От неподвижного сидения на каменном ложе, прислонившись спиной к скале, у меня занемели руки и ноги, и мне казалось невозможным уснуть. В вышине, сквозь деревья, временами проглядывали далёкие звезды, однако глыба горы прикрывала собой лунную дорожку. Ночь бесконечно тянулась, неспешно усмиряя суету в долине, а затем и в амбронской крепости. Нас охватило ледяное спокойствие, прерываемое разве что таинственными звуками ночного леса. Лягушки вновь заквакали на реке, два напуганных человека беспокойно аукали друг друга в лесу, кустарник потрескивал порой под мягкой поступью охотящегося хищника. Мне чудилось, будто я слышу колыбельную песню рек в убаюкивающем журчании Уйдунны и ленивом рёве Дорнонии. Призрачные голоса шептались в волнах эхом поглощённых мелодий. Мне не спалось, и я изо всех сил вслушивался в тишину, пытаясь отвлечься от холода и ожидания. Слышал ли я отголоски смеха или песню флейт в мягком плеске волн? Я и сам этого уже не понимал.

Наконец, я, должно быть, забылся сном, ибо пробудился от разноголосья птиц, сливавшегося в слаженный хор. В тусклом свете предрассветного часа вольготно щебетали дрозды, овсянки, коноплянки, трясогузки и рябинники. Волглый туман, кравшийся от болот, каплями выступал на нашей одежде. Насквозь продрогший от ночной сырости, я посильнее закутался в плащ. Темнота ещё не отступила, но уже стали прорисовываться смутные очертания деревьев. Наш отряд был похож на кучу бесформенных шерстяных комков, забытых под стеной. Усталость овладела мной, и я сонно мотнул отяжелевшей головой.
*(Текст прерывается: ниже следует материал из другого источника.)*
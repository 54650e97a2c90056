// This module re-exports important pieces for convenience,
// so we can "use crate::config::*" easily.
pub mod api;
pub mod config;
pub mod logging;
pub mod preferences;
pub mod routes;
pub mod storage;

pub use api::*;
pub use config::*;
pub use logging::*;
pub use preferences::*;
pub use routes::*;
pub use storage::*;
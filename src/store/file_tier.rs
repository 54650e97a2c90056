use std::collections::BTreeMap;
use std::fs;
use std::io::ErrorKind;
use std::path::{Path, PathBuf};
use std::sync::{Mutex, MutexGuard};

use tracing::debug;

use super::StorageTier;
use crate::errors::StorageError;

/// A durable tier persisted as a flat JSON object on disk.
///
/// Every read loads the file and every mutation rewrites it (temp file +
/// rename), so separate processes sharing the path see each other's writes.
/// The mutex only serialises read-modify-write cycles within this process.
#[derive(Debug)]
pub struct FileTier {
    path: PathBuf,
    lock: Mutex<()>,
}

impl FileTier {
    pub fn new(path: PathBuf) -> Self {
        Self {
            path,
            lock: Mutex::new(()),
        }
    }

    pub fn path(&self) -> &Path {
        &self.path
    }

    fn guard(&self) -> MutexGuard<'_, ()> {
        match self.lock.lock() {
            Ok(guard) => guard,
            Err(poisoned) => poisoned.into_inner(),
        }
    }

    fn load(&self) -> Result<BTreeMap<String, String>, StorageError> {
        match fs::read(&self.path) {
            Ok(bytes) if bytes.iter().all(u8::is_ascii_whitespace) => Ok(BTreeMap::new()),
            Ok(bytes) => Ok(serde_json::from_slice(&bytes)?),
            Err(e) if e.kind() == ErrorKind::NotFound => Ok(BTreeMap::new()),
            Err(e) => Err(e.into()),
        }
    }

    fn persist(&self, entries: &BTreeMap<String, String>) -> Result<(), StorageError> {
        if let Some(parent) = self.path.parent().filter(|p| !p.as_os_str().is_empty()) {
            fs::create_dir_all(parent)?;
        }
        let tmp = self.path.with_extension("json.tmp");
        fs::write(&tmp, serde_json::to_vec_pretty(entries)?)?;
        fs::rename(&tmp, &self.path)?;
        debug!(path = %self.path.display(), keys = entries.len(), "durable storage written");
        Ok(())
    }
}

impl StorageTier for FileTier {
    fn name(&self) -> &str {
        "durable"
    }

    fn get(&self, key: &str) -> Result<Option<String>, StorageError> {
        let _guard = self.guard();
        Ok(self.load()?.remove(key))
    }

    fn set(&self, key: &str, value: &str) -> Result<(), StorageError> {
        let _guard = self.guard();
        let mut entries = self.load()?;
        entries.insert(key.to_string(), value.to_string());
        self.persist(&entries)
    }

    fn remove(&self, key: &str) -> Result<(), StorageError> {
        let _guard = self.guard();
        let mut entries = self.load()?;
        if entries.remove(key).is_some() {
            self.persist(&entries)?;
        }
        Ok(())
    }
}
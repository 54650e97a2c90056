use crate::config::{RouteDef, RoutesConfig};
use crate::utils::redirect::path_of;

/// A route flattened out of the configured tree.
#[derive(Debug, Clone, PartialEq, Eq)]
pub struct Route {
    pub path: String,
    pub name: String,
    /// Set when this route or any of its ancestors is protected.
    pub requires_auth: bool,
}

/// One navigation attempt, consumed by the guard.
#[derive(Debug, Clone, PartialEq, Eq)]
pub struct RouteTransition {
    pub from: String,
    /// Destination as requested, query included.
    pub to: String,
    pub requires_auth: bool,
}

#[derive(Debug, Clone)]
pub struct RouteTable {
    routes: Vec<Route>,
    fallback: String,
}

impl RouteTable {
    pub fn new(config: &RoutesConfig) -> Self {
        let mut routes = Vec::new();
        for def in &config.table {
            flatten(def, "", false, &mut routes);
        }
        Self {
            routes,
            fallback: normalize(&config.fallback_path),
        }
    }

    pub fn routes(&self) -> &[Route] {
        &self.routes
    }

    pub fn find(&self, location: &str) -> Option<&Route> {
        let path = normalize(path_of(location));
        self.routes.iter().find(|r| r.path == path)
    }

    /// Unknown locations resolve to the fallback route.
    pub fn resolve(&self, location: &str) -> Option<&Route> {
        self.find(location).or_else(|| self.find(&self.fallback))
    }

    /// Build the transition for navigating to `to`. An unknown destination
    /// is replaced by the fallback path.
    pub fn transition(&self, from: &str, to: &str) -> RouteTransition {
        let (to, requires_auth) = match self.find(to) {
            Some(route) => (to.to_string(), route.requires_auth),
            None => (
                self.fallback.clone(),
                self.find(&self.fallback).is_some_and(|r| r.requires_auth),
            ),
        };
        RouteTransition {
            from: from.to_string(),
            to,
            requires_auth,
        }
    }
}

fn flatten(def: &RouteDef, parent: &str, inherited: bool, out: &mut Vec<Route>) {
    let path = if def.path.starts_with('/') {
        normalize(&def.path)
    } else {
        normalize(&format!("{}/{}", parent.trim_end_matches('/'), def.path))
    };
    let requires_auth = inherited || def.requires_auth;
    out.push(Route {
        path: path.clone(),
        name: def.name.clone(),
        requires_auth,
    });
    for child in &def.children {
        flatten(child, &path, requires_auth, out);
    }
}

fn normalize(path: &str) -> String {
    let trimmed = path.trim().trim_end_matches('/');
    if trimmed.is_empty() {
        "/".to_string()
    } else if trimmed.starts_with('/') {
        trimmed.to_string()
    } else {
        format!("/{}", trimmed)
    }
}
Как только всё вокруг приняло привычные очертания, Комаргос бесшумно разбудил всех нас, потряхивая за плечи. Он велел связать в пучки копья, дротики и мечи. Для восхождения на гору мы взяли с собой лишь кинжалы: как только каждый из нас пристроится на выступе или в расселине скалы, мы по цепочке должны передать оружие первым скалолазам. Предстояло также решить, кто полезет вперед. Сеговез сразу же вызвался за нас обоих, даже не посоветовавшись с Сумариосом.

– Для этого мы и пришли, – прошептал он. – Кажется, мы должны получить боевое крещение, вот мы его и получим.

Комаргос, не раздумывая, согласился.

– Вы – лёгкие, к тому же вы – племянники Амбигата – это ваше место, – заключил он.

Я догадывался, что Сумариоса это не обрадовало, но он ничего не возразил. Он лишь сказал, что полезет вместе с нами, после чего оставил нас, чтобы побыть наедине со своими сыновьями. Он прижал их к себе, обхватив каждого рукой, и дал наставления, которых мы не слышали. Рядом со мной Сеговез нервно подёргивал ногами. Мой брат был настоящий сорвиголова: опасность только будоражила его. Он гордился тем, что начнёт наступление, и я чувствовал, что он весь дрожит от восторга, как ещё совсем недавно, когда мы бродили по дорогам Нериомагоса в поисках проказ.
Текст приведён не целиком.